A draft report by a European Parliament committee investigating the Pegasus and other spyware scandals has lifted the lid on a number of global spyware chiefs’ proclivity for Malta, its passports for cash programme and its welcoming company registration regime.
“Malta seems to be a popular destination for some protagonists of the [global spyware] trade,” a report drafted by the EP’s Committee of Inquiry to investigate the use of Pegasus and equivalent surveillance spyware (PEGA) has found.
The committee added, “Several key figures from the spyware trade have registered a business in Malta or they have obtained Maltese passports, but it seems they do not actually reside there, nor do their companies seem to be active.”
The committee’s report names Intellexa spyware consortium founder Tal Dilian. Dillian, who had a career in the Israeli Defence Force, acquired Maltese citizenship 2017 and co-owns what appears to be a shell company registered at an apparent fiduciary firm in Malta, according to additional research conducted by The Shift News.
The Predator spyware is sold through Intellexa – a consortium of spyware vendors set up by Dillian in Cyprus – that has presences in Cyprus, Greece, Ireland, and France. The spyware, like Pegasus, is alleged to have been used by governments in the EU and across the world to hack into the phones and access the data of journalists, politicians, NGOs and public officials.
The report also names Russian-Israeli citizen and former Israeli military engineer Anatoly Hurgin of Pegasus spyware scandal notoriety, who acquired Maltese citizenship for himself and three family members in 2015.
The EP report notes specifically how, “At the time of his application for a Maltese passport, he was already under investigation for various crimes.”
It goes into detail how, as founder of Ability Ltd, which cooperated with NSO Group on the Pegasus spyware, he handled the network side of operations at NSO. MEPs recalled that, in 2017, Ability Ltd had been placed under investigation by the US Securities and Exchange Commission for allegedly lying about its finances and that it had also nearly been delisted from the NASDAQ.

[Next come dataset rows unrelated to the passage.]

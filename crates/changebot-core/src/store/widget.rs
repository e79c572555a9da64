//! Typed per-scope widget state on top of [`ReactiveStore`]

use serde::Serialize;

use super::{ChangeStream, ReactiveStore, Subscription, WeakReactiveStore};
use crate::updates::{Update, Widget};

/// Keys of the per-scope state
#[derive(Debug, Clone, Copy, PartialEq, Eq, Hash, Serialize)]
#[serde(rename_all = "camelCase")]
pub enum StateKey {
    Updates,
    Widget,
    LastViewed,
    IsOpen,
    NewUpdatesCount,
    IsLoading,
    Error,
}

impl StateKey {
    /// Every key, in declaration order
    pub const ALL: [StateKey; 7] = [
        StateKey::Updates,
        StateKey::Widget,
        StateKey::LastViewed,
        StateKey::IsOpen,
        StateKey::NewUpdatesCount,
        StateKey::IsLoading,
        StateKey::Error,
    ];
}

/// Values of the per-scope state, one variant per key
#[derive(Debug, Clone, PartialEq)]
pub enum StateValue {
    Updates(Vec<Update>),
    Widget(Option<Widget>),
    LastViewed(Option<i64>),
    IsOpen(bool),
    NewUpdatesCount(usize),
    IsLoading(bool),
    Error(Option<String>),
}

impl StateValue {
    /// Key this value belongs to
    pub fn key(&self) -> StateKey {
        match self {
            StateValue::Updates(_) => StateKey::Updates,
            StateValue::Widget(_) => StateKey::Widget,
            StateValue::LastViewed(_) => StateKey::LastViewed,
            StateValue::IsOpen(_) => StateKey::IsOpen,
            StateValue::NewUpdatesCount(_) => StateKey::NewUpdatesCount,
            StateValue::IsLoading(_) => StateKey::IsLoading,
            StateValue::Error(_) => StateKey::Error,
        }
    }

    pub fn as_updates(&self) -> Option<&[Update]> {
        match self {
            StateValue::Updates(updates) => Some(updates),
            _ => None,
        }
    }

    pub fn as_count(&self) -> Option<usize> {
        match self {
            StateValue::NewUpdatesCount(count) => Some(*count),
            _ => None,
        }
    }

    pub fn as_flag(&self) -> Option<bool> {
        match self {
            StateValue::IsOpen(flag) | StateValue::IsLoading(flag) => Some(*flag),
            _ => None,
        }
    }

    pub fn as_last_viewed(&self) -> Option<Option<i64>> {
        match self {
            StateValue::LastViewed(ts) => Some(*ts),
            _ => None,
        }
    }
}

/// Plain snapshot of the per-scope state
#[derive(Debug, Clone, PartialEq, Serialize)]
#[serde(rename_all = "camelCase")]
pub struct StoreState {
    pub updates: Vec<Update>,
    pub widget: Option<Widget>,
    /// Epoch ms; `None` means never viewed
    pub last_viewed: Option<i64>,
    pub is_open: bool,
    /// Derived from `updates` and `last_viewed`
    pub new_updates_count: usize,
    pub is_loading: bool,
    pub error: Option<String>,
}

impl Default for StoreState {
    fn default() -> Self {
        Self {
            updates: Vec::new(),
            widget: None,
            last_viewed: None,
            is_open: false,
            new_updates_count: 0,
            is_loading: false,
            error: None,
        }
    }
}

impl StoreState {
    fn into_entries(self) -> Vec<(StateKey, StateValue)> {
        vec![
            (StateKey::Updates, StateValue::Updates(self.updates)),
            (StateKey::Widget, StateValue::Widget(self.widget)),
            (StateKey::LastViewed, StateValue::LastViewed(self.last_viewed)),
            (StateKey::IsOpen, StateValue::IsOpen(self.is_open)),
            (
                StateKey::NewUpdatesCount,
                StateValue::NewUpdatesCount(self.new_updates_count),
            ),
            (StateKey::IsLoading, StateValue::IsLoading(self.is_loading)),
            (StateKey::Error, StateValue::Error(self.error)),
        ]
    }
}

/// Reactive per-scope widget state
///
/// Consumers read and subscribe; only the scoped action table writes.
#[derive(Clone)]
pub struct WidgetStore {
    inner: ReactiveStore<StateKey, StateValue>,
}

impl std::fmt::Debug for WidgetStore {
    fn fmt(&self, f: &mut std::fmt::Formatter<'_>) -> std::fmt::Result {
        f.debug_struct("WidgetStore")
            .field("state", &self.snapshot())
            .finish()
    }
}

impl WidgetStore {
    /// Create a store holding `initial`
    pub fn new(initial: StoreState) -> Self {
        Self {
            inner: ReactiveStore::new(initial.into_entries()),
        }
    }

    pub fn updates(&self) -> Vec<Update> {
        match self.inner.get(&StateKey::Updates) {
            Some(StateValue::Updates(updates)) => updates,
            _ => Vec::new(),
        }
    }

    pub fn widget(&self) -> Option<Widget> {
        match self.inner.get(&StateKey::Widget) {
            Some(StateValue::Widget(widget)) => widget,
            _ => None,
        }
    }

    pub fn last_viewed(&self) -> Option<i64> {
        match self.inner.get(&StateKey::LastViewed) {
            Some(StateValue::LastViewed(ts)) => ts,
            _ => None,
        }
    }

    pub fn is_open(&self) -> bool {
        matches!(self.inner.get(&StateKey::IsOpen), Some(StateValue::IsOpen(true)))
    }

    pub fn new_updates_count(&self) -> usize {
        match self.inner.get(&StateKey::NewUpdatesCount) {
            Some(StateValue::NewUpdatesCount(count)) => count,
            _ => 0,
        }
    }

    pub fn is_loading(&self) -> bool {
        matches!(
            self.inner.get(&StateKey::IsLoading),
            Some(StateValue::IsLoading(true))
        )
    }

    pub fn error(&self) -> Option<String> {
        match self.inner.get(&StateKey::Error) {
            Some(StateValue::Error(error)) => error,
            _ => None,
        }
    }

    /// Copy of every field
    pub fn snapshot(&self) -> StoreState {
        StoreState {
            updates: self.updates(),
            widget: self.widget(),
            last_viewed: self.last_viewed(),
            is_open: self.is_open(),
            new_updates_count: self.new_updates_count(),
            is_loading: self.is_loading(),
            error: self.error(),
        }
    }

    /// Subscribe to writes of one key
    pub fn on_change<F>(&self, key: StateKey, callback: F) -> Subscription
    where
        F: Fn(&StateValue, Option<&StateValue>) + Send + Sync + 'static,
    {
        self.inner.on_change(key, callback)
    }

    /// Stream of values written to one key
    pub fn changes(&self, key: StateKey) -> ChangeStream<StateValue> {
        self.inner.changes(key)
    }

    /// Restore the initial state, notifying subscribers
    pub fn reset(&self) {
        self.inner.reset();
    }

    /// Drop all subscribers and restore the initial state
    pub fn dispose(&self) {
        self.inner.dispose();
    }

    pub(crate) fn downgrade(&self) -> WeakWidgetStore {
        WeakWidgetStore {
            inner: self.inner.downgrade(),
        }
    }

    pub(crate) fn set(&self, value: StateValue) {
        self.inner.set(value.key(), value);
    }

    pub(crate) fn set_updates(&self, updates: Vec<Update>) {
        self.set(StateValue::Updates(updates));
    }

    pub(crate) fn set_widget(&self, widget: Option<Widget>) {
        self.set(StateValue::Widget(widget));
    }

    pub(crate) fn set_last_viewed(&self, ts: Option<i64>) {
        self.set(StateValue::LastViewed(ts));
    }

    pub(crate) fn set_open(&self, open: bool) {
        self.set(StateValue::IsOpen(open));
    }

    pub(crate) fn set_new_updates_count(&self, count: usize) {
        self.set(StateValue::NewUpdatesCount(count));
    }

    pub(crate) fn set_loading(&self, loading: bool) {
        self.set(StateValue::IsLoading(loading));
    }

    pub(crate) fn set_error(&self, error: Option<String>) {
        self.set(StateValue::Error(error));
    }
}

/// Non-owning handle to a [`WidgetStore`]
#[derive(Clone)]
pub(crate) struct WeakWidgetStore {
    inner: WeakReactiveStore<StateKey, StateValue>,
}

impl WeakWidgetStore {
    pub(crate) fn upgrade(&self) -> Option<WidgetStore> {
        self.inner.upgrade().map(|inner| WidgetStore { inner })
    }
}

impl Default for WidgetStore {
    fn default() -> Self {
        Self::new(StoreState::default())
    }
}

#[cfg(test)]
mod tests {
    use super::*;
    use std::sync::{Arc, Mutex};

    #[test]
    fn value_key_matches_variant() {
        for (key, value) in StoreState::default().into_entries() {
            assert_eq!(value.key(), key);
        }
    }

    #[test]
    fn typed_getters_read_initial_state() {
        let store = WidgetStore::default();
        assert_eq!(store.snapshot(), StoreState::default());
    }

    #[test]
    fn typed_setters_notify_their_key() {
        let store = WidgetStore::default();
        let seen = Arc::new(Mutex::new(Vec::new()));
        let sink = Arc::clone(&seen);
        let _sub = store.on_change(StateKey::IsOpen, move |value, _| {
            sink.lock().unwrap().push(value.as_flag());
        });

        store.set_open(true);
        store.set_loading(true);
        store.set_open(false);

        assert_eq!(*seen.lock().unwrap(), vec![Some(true), Some(false)]);
        assert!(store.is_loading());
    }
}
//! Error types for the Changebot core
//!
//! This module defines all error types used throughout the crate. Most public
//! surfaces fold these into store state or logs instead of returning them;
//! internal helpers propagate them with `?`.

use thiserror::Error;

/// Result type alias for Changebot operations
pub type Result<T> = std::result::Result<T, Error>;

/// Core error type for the Changebot system
#[derive(Error, Debug)]
pub enum Error {
    /// Persisted storage errors
    #[error("Storage error: {0}")]
    Storage(String),

    /// Configuration errors
    #[error("Configuration error: {0}")]
    Config(String),

    /// Filesystem errors
    #[error("I/O error: {0}")]
    Io(#[from] std::io::Error),

    /// JSON serialization/deserialization errors
    #[error("JSON error: {0}")]
    Json(#[from] serde_json::Error),

    /// Transport-level HTTP errors (connection refused, timeout, ...)
    #[error("HTTP error: {0}")]
    Http(String),

    /// The server answered with a non-2xx status
    ///
    /// `text` is the canonical reason phrase, which is what ends up in
    /// `StoreState::error`.
    #[error("{text}")]
    Status {
        /// HTTP status code
        status: u16,
        /// Reason phrase for the status
        text: String,
    },

    /// Invalid input (payloads, URLs, ...)
    #[error("Invalid input: {0}")]
    InvalidInput(String),

    /// A timestamp was NaN, zero, negative or unparseable
    #[error("Invalid timestamp: {0}")]
    InvalidTimestamp(String),

    /// An action name that is not in the action table
    #[error("Unknown action: {0}")]
    UnknownAction(String),

    /// No provider registered for a scope before the wait timed out
    #[error("No changebot provider registered for scope \"{scope}\" within {timeout_ms}ms")]
    NoProvider {
        /// The awaited scope
        scope: String,
        /// The timeout that elapsed
        timeout_ms: u64,
    },

    /// The waiter was cancelled before it settled
    #[error("Wait for scope \"{scope}\" was cancelled")]
    WaitCancelled {
        /// The awaited scope
        scope: String,
    },

    /// Generic error with context
    #[error("{0}")]
    Other(String),
}

impl Error {
    /// Create a storage error
    pub fn storage(msg: impl Into<String>) -> Self {
        Self::Storage(msg.into())
    }

    /// Create a configuration error
    pub fn config(msg: impl Into<String>) -> Self {
        Self::Config(msg.into())
    }

    /// Create an HTTP error
    pub fn http(msg: impl Into<String>) -> Self {
        Self::Http(msg.into())
    }

    /// Create a status error from a code and its reason phrase
    pub fn status(status: u16, text: impl Into<String>) -> Self {
        Self::Status {
            status,
            text: text.into(),
        }
    }

    /// Create an invalid input error
    pub fn invalid_input(msg: impl Into<String>) -> Self {
        Self::InvalidInput(msg.into())
    }

    /// Create an invalid timestamp error
    pub fn invalid_timestamp(msg: impl Into<String>) -> Self {
        Self::InvalidTimestamp(msg.into())
    }

    /// Create a "no provider" error for a scope
    pub fn no_provider(scope: impl Into<String>, timeout_ms: u64) -> Self {
        Self::NoProvider {
            scope: scope.into(),
            timeout_ms,
        }
    }
}

/// Helper for converting anyhow::Error to our Error type
impl From<anyhow::Error> for Error {
    fn from(err: anyhow::Error) -> Self {
        Self::Other(err.to_string())
    }
}
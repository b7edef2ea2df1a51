//! JSON Schema validation for manifests and image indexes.
//!
//! Every manifest or index fetched from, or about to be uploaded to, a
//! registry passes through here. A validation failure is reported as
//! [`Error::ManifestSchemaInvalid`].

use jsonschema::Validator;
use serde_json::{Value, json};

use crate::{Error, Result};

fn descriptor_properties() -> Value {
    json!({
        "mediaType": {"type": "string"},
        "digest": {"type": "string", "pattern": "^[a-z0-9]+(?:[+._-][a-z0-9]+)*:[a-zA-Z0-9=_-]+$"},
        "size": {"type": "integer", "minimum": 0},
        "urls": {"type": "array", "items": {"type": "string"}},
        "annotations": {"type": ["object", "null"]},
        "data": {"type": "string"},
        "artifactType": {"type": "string"},
    })
}

/// Schema for OCI image manifests.
#[must_use]
pub fn manifest_schema() -> Value {
    let descriptor = json!({
        "type": "object",
        "properties": descriptor_properties(),
        "required": ["mediaType", "digest", "size"],
    });

    json!({
        "title": "Manifest Schema",
        "type": "object",
        "properties": {
            "schemaVersion": {"type": "number"},
            "mediaType": {"type": "string"},
            "artifactType": {"type": ["null", "string"]},
            "config": descriptor,
            "layers": {"type": "array", "items": descriptor},
            "subject": {"type": ["null", "object"]},
            "annotations": {"type": ["object", "null", "array"]},
        },
        "required": ["schemaVersion", "config", "layers"],
        "additionalProperties": true,
    })
}

/// Schema for OCI image indexes.
///
/// Entries must be descriptors, may carry a `platform`, and must not carry
/// `layers` or `config`.
#[must_use]
pub fn image_index_schema() -> Value {
    let mut entry_properties = descriptor_properties();
    entry_properties["platform"] = json!({
        "type": "object",
        "properties": {
            "architecture": {"type": "string"},
            "os": {"type": "string"},
            "os.version": {"type": "string"},
            "os.features": {"type": "array", "items": {"type": "string"}},
            "variant": {"type": "string"},
            "features": {"type": "array", "items": {"type": "string"}},
        },
        "required": ["architecture", "os"],
    });

    json!({
        "title": "Index Schema",
        "type": "object",
        "properties": {
            "schemaVersion": {"type": "number"},
            "mediaType": {"type": "string"},
            "artifactType": {"type": ["null", "string"]},
            "subject": {"type": ["null", "object"]},
            "annotations": {"type": ["object", "null", "array"]},
            "manifests": {
                "type": "array",
                "items": {
                    "type": "object",
                    "properties": entry_properties,
                    "required": ["mediaType", "digest", "size"],
                    "not": {"anyOf": [{"required": ["layers"]}, {"required": ["config"]}]},
                },
            },
        },
        "required": ["schemaVersion", "manifests"],
        "additionalProperties": true,
    })
}

/// Validate an image manifest document.
pub fn validate_manifest(document: &Value) -> Result<()> {
    validate("manifest", &manifest_schema(), document)
}

/// Validate an image index document.
pub fn validate_image_index(document: &Value) -> Result<()> {
    validate("image index", &image_index_schema(), document)
}

fn validate(kind: &'static str, schema: &Value, document: &Value) -> Result<()> {
    let validator: Validator = jsonschema::validator_for(schema)
        .map_err(|e| Error::schema_invalid(kind, format!("invalid schema: {e}")))?;

    let errors: Vec<String> = validator
        .iter_errors(document)
        .map(|e| format!("{} (at '{}')", e, e.instance_path))
        .collect();

    if errors.is_empty() {
        Ok(())
    } else {
        Err(Error::schema_invalid(kind, errors.join("; ")))
    }
}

Former Intellexa owner and employee, Greek national Felix Bitzios, who was meanwhile involved in the Piraeus/Libra fraud scandal, is a director of a Malta-based company, Baywest Business Europe Ltd. That company, in turn, is 99.9166 per cent owned by a company of the same name registered in the British Virgin Islands, according to additional research carried out by The Shifts News.
The report also mentions the Malta-registered Baywest Business Europe Ltd legal representative Stanislaw Szymon Pelczar Ltd as being the former administrator of Krikel, which was mentioned in the Paradise Papers.
Peter Thiel, Sebastian Kurz, Facebook, Cambridge Analytica and Malta
It is by now a well-known fact that American billionaire Peter Thiel recently applied for Maltese citizenship, but the EP committee’s report goes to some length to spell out the connections between the well-known Donald Trump sponsor, the spyware trade and Malta.
It notes how Thiel – the founder of PayPal alongside Elon Musk – recently hired former Austrian Chancellor Sebastian Kurz as a strategist. It also notes that Thiel filed his Maltese passport application shortly after the announcement of a partnership between Kurz and former NSO chief executive officer Shalev Hulio.
Thiel was the first outside investor into Facebook, and the report highlights how he was also the founder of Palantir, which was connected to the Cambridge Analytica scandal, in which the data of Maltese citizens was the most harvested, pro rata, in the whole of the EU.
In all, the personal data from more than 6,000 Maltese Facebook users was shared the analytics firm, Facebook had confirmed with then-EU Justice Commissioner Vera Jourova in April 2018.
Such data was collected through mobile applications across much of the EU, the UK and the US and was used as a “psychological warfare tool”, according to the political scandal’s whistleblower, in the electoral campaigns of Donald Trump in 2016 in the US and of Joseph Muscat in 2013, among others.
In 2019 the UK’s Parliamentary Committee for Digital, Culture, Media and Sport confirmed links and dealings between Cambridge Analytica’s SCL Group, Malta’s cash for passports concessionaire Henley & Partners chairman Christian Kalin and Joseph Muscat as early as before the 2013 Maltese elections.
The Committee’s report found, “We understand that SCL certainly had meetings in Malta and that Christian Kalin of Henley & Partners was introduced by SCL to Joseph Muscat in 2011, and that Christian Kalin met with both political parties before 2013.”